--- STORED DATA Enclosed Below ---

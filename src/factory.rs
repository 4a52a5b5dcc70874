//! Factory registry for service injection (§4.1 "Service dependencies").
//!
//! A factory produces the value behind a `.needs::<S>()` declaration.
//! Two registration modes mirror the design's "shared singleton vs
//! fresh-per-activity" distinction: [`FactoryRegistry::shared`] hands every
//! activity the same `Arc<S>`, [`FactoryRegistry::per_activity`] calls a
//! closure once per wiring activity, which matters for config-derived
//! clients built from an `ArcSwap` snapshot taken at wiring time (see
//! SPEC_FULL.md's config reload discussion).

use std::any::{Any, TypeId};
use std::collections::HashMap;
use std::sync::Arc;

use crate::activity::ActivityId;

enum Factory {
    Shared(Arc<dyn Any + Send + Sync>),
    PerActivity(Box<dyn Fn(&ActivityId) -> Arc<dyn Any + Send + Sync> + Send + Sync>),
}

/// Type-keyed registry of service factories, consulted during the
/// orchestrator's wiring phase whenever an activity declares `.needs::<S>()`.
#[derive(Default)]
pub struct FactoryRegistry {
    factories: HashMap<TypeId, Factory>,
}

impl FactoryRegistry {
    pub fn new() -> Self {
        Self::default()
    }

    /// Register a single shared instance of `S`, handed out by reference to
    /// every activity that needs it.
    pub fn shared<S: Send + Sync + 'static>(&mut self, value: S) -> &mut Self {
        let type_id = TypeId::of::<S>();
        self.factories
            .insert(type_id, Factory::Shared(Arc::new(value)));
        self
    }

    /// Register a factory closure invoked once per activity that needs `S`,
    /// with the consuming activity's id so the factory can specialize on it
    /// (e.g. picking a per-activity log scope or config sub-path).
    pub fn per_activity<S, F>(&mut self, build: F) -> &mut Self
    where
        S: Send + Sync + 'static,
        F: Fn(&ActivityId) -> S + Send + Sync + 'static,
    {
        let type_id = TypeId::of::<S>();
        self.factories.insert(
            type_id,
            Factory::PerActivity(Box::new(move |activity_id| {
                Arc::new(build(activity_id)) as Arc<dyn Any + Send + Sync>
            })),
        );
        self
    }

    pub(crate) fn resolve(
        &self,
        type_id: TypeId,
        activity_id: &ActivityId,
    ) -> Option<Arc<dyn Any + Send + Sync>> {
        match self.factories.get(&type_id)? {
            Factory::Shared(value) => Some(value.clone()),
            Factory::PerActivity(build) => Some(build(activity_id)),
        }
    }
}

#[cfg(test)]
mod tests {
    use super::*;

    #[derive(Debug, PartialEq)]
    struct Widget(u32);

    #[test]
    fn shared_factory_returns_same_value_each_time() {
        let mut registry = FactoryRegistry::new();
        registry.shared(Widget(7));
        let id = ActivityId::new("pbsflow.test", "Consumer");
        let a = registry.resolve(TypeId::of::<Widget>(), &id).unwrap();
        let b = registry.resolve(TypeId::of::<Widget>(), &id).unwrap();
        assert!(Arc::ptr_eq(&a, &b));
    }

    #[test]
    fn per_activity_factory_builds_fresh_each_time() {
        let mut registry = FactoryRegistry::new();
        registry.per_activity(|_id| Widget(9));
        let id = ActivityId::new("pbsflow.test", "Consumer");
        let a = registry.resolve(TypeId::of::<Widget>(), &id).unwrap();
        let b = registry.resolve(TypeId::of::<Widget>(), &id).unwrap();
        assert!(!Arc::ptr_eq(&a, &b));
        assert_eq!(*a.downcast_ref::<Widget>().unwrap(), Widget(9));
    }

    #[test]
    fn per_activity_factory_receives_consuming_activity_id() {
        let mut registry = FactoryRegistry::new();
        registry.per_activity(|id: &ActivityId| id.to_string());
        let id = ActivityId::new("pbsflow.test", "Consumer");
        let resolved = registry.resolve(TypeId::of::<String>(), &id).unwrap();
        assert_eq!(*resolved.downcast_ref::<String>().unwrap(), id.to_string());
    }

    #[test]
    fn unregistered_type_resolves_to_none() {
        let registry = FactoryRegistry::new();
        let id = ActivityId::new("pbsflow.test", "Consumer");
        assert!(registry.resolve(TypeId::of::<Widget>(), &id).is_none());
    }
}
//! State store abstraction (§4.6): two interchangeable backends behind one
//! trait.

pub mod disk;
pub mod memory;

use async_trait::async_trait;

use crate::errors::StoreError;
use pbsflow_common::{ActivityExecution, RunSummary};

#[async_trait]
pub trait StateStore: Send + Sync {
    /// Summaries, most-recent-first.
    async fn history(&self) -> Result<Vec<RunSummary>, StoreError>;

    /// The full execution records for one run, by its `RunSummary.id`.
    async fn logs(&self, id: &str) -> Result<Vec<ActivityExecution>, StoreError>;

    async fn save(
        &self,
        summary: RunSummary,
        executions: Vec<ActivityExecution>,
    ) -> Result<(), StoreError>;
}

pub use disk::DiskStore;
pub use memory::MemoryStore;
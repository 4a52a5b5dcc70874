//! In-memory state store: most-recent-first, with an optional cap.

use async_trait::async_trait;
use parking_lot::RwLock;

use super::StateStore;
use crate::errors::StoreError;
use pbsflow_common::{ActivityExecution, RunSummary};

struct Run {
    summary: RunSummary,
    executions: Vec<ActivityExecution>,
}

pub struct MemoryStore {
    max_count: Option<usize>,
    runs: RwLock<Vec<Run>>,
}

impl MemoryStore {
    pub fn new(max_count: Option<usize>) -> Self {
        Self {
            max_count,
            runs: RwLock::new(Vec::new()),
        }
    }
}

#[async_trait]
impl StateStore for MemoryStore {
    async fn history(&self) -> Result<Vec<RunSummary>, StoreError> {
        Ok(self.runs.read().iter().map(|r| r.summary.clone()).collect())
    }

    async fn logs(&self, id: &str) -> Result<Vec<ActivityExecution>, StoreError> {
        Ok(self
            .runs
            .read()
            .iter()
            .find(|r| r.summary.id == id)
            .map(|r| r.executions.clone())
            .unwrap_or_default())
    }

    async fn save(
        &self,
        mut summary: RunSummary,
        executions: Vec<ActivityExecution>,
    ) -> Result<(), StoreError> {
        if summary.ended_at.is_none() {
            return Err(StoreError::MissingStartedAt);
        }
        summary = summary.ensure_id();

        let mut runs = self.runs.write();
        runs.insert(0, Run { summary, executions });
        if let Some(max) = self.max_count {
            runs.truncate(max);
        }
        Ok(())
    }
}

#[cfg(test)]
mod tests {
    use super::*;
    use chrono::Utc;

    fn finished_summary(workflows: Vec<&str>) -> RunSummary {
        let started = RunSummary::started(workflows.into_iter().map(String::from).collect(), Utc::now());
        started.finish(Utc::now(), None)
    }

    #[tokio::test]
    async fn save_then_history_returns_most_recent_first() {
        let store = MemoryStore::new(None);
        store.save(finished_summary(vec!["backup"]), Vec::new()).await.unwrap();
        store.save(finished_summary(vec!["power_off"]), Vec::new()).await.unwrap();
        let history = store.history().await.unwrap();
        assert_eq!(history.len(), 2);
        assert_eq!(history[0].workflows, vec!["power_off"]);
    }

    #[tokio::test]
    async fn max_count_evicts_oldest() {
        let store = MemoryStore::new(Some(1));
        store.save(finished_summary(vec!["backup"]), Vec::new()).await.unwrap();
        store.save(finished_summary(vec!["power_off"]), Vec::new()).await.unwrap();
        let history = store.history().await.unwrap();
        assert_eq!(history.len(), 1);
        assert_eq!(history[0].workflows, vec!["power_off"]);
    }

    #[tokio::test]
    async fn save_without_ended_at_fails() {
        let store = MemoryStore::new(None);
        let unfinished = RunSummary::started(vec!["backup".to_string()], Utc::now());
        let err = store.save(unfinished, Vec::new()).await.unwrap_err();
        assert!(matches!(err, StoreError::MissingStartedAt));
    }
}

--- End of Enclosed STORED DATA ---

| ABOUT THIS EXERCISE |
Provide only the number of lines in the records containing the string "resolved".

| TASK RESPONSE |
2